[Opening Provided data section]
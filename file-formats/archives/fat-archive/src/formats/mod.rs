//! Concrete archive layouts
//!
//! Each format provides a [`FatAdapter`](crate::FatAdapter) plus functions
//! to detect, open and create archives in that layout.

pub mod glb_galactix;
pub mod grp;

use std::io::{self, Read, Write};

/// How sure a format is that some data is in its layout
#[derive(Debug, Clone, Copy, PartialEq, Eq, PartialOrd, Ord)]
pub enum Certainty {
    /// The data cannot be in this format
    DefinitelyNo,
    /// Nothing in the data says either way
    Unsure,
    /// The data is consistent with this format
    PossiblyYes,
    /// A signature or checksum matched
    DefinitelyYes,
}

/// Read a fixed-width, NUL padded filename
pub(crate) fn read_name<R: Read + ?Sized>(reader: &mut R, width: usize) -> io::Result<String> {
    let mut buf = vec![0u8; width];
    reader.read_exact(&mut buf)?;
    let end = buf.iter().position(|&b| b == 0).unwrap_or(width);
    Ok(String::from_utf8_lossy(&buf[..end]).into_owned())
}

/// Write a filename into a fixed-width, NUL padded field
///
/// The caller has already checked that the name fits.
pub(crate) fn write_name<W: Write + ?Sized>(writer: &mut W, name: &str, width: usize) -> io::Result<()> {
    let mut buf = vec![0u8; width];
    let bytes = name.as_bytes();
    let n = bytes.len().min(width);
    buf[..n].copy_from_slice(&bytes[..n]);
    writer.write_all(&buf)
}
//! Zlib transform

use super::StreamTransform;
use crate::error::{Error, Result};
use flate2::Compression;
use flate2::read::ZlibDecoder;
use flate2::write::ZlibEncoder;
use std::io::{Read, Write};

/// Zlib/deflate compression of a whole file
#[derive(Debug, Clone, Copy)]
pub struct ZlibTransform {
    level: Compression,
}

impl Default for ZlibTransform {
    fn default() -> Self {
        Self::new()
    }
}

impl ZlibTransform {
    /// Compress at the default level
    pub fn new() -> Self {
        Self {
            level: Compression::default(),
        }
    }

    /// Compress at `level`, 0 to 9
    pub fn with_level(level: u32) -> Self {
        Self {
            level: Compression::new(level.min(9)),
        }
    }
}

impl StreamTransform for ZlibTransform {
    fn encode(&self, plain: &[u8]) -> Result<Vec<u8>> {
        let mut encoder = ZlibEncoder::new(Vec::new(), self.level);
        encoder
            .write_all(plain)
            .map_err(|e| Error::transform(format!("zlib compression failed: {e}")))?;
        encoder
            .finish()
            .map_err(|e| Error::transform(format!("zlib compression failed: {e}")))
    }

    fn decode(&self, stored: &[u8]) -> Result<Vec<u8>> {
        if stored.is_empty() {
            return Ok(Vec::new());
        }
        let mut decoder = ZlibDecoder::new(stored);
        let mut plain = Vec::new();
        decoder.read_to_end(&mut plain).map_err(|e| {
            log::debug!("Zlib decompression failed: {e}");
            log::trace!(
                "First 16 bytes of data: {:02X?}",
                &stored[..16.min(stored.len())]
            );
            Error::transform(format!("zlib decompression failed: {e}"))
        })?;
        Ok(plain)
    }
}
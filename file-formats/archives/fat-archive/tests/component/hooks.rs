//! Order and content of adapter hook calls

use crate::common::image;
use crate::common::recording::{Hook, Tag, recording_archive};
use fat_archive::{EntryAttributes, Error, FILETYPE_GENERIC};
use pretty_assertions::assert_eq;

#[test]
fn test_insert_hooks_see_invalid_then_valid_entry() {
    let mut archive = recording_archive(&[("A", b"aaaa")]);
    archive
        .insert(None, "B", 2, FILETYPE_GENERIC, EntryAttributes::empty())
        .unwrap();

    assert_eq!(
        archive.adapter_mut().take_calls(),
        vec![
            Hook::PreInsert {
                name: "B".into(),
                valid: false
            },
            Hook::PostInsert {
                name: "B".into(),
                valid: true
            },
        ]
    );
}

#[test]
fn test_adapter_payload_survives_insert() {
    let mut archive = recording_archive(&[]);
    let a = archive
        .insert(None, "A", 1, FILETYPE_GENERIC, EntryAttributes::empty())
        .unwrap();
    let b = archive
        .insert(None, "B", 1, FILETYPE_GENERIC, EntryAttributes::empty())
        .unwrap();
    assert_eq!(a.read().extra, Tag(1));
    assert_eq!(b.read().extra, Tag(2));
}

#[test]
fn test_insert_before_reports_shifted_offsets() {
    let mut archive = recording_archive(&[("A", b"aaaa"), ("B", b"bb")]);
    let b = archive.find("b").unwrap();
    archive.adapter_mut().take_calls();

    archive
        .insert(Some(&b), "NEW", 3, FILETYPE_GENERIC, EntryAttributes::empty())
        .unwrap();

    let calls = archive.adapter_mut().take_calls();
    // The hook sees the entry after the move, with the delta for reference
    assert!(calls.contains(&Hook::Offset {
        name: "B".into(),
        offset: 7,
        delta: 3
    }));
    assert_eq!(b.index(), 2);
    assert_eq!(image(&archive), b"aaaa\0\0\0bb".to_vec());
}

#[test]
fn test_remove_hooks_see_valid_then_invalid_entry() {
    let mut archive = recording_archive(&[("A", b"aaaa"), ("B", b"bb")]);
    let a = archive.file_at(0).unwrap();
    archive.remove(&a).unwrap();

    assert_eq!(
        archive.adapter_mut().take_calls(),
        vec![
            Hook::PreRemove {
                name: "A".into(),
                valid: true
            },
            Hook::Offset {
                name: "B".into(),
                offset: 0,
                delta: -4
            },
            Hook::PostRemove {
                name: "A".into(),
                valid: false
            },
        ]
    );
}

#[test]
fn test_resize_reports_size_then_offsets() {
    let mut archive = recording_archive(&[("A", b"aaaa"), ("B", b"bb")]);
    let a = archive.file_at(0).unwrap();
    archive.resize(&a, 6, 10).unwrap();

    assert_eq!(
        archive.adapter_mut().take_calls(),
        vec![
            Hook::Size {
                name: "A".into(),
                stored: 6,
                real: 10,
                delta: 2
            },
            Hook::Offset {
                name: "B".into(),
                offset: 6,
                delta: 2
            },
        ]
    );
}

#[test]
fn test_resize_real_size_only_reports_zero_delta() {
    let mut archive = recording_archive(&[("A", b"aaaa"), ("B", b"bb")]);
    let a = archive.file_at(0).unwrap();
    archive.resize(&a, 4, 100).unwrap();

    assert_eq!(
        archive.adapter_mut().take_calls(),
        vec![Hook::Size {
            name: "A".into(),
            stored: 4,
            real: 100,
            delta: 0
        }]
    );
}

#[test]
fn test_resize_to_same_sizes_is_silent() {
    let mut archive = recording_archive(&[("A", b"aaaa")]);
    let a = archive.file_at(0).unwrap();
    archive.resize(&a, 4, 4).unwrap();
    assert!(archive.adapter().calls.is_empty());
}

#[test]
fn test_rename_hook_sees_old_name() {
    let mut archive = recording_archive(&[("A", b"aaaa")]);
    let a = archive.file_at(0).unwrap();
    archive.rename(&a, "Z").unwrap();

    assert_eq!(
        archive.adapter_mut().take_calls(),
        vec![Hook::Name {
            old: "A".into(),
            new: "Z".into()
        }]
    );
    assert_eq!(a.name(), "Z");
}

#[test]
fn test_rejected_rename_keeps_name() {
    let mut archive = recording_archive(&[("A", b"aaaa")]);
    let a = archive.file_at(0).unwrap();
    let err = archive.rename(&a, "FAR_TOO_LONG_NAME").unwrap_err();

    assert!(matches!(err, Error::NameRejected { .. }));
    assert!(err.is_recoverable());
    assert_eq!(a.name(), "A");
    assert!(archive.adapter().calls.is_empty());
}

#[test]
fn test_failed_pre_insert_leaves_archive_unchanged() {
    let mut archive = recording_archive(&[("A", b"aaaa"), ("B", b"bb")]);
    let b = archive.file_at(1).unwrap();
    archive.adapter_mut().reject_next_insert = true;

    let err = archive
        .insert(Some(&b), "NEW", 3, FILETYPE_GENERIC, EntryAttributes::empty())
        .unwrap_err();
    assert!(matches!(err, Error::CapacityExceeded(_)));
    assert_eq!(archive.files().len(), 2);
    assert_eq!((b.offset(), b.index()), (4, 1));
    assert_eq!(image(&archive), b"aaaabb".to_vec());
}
[Closing Provided data section]
◆ **Task requirements**
Go through the entries and copy each line holding the string "width".

◆ **Problem solution**
/// Read a fixed-width, NUL padded filename
pub(crate) fn read_name<R: Read + ?Sized>(reader: &mut R, width: usize) -> io::Result<String> {
    let mut buf = vec![0u8; width];
    let end = buf.iter().position(|&b| b == 0).unwrap_or(width);
/// Write a filename into a fixed-width, NUL padded field
pub(crate) fn write_name<W: Write + ?Sized>(writer: &mut W, name: &str, width: usize) -> io::Result<()> {
    let mut buf = vec![0u8; width];
    let n = bytes.len().min(width);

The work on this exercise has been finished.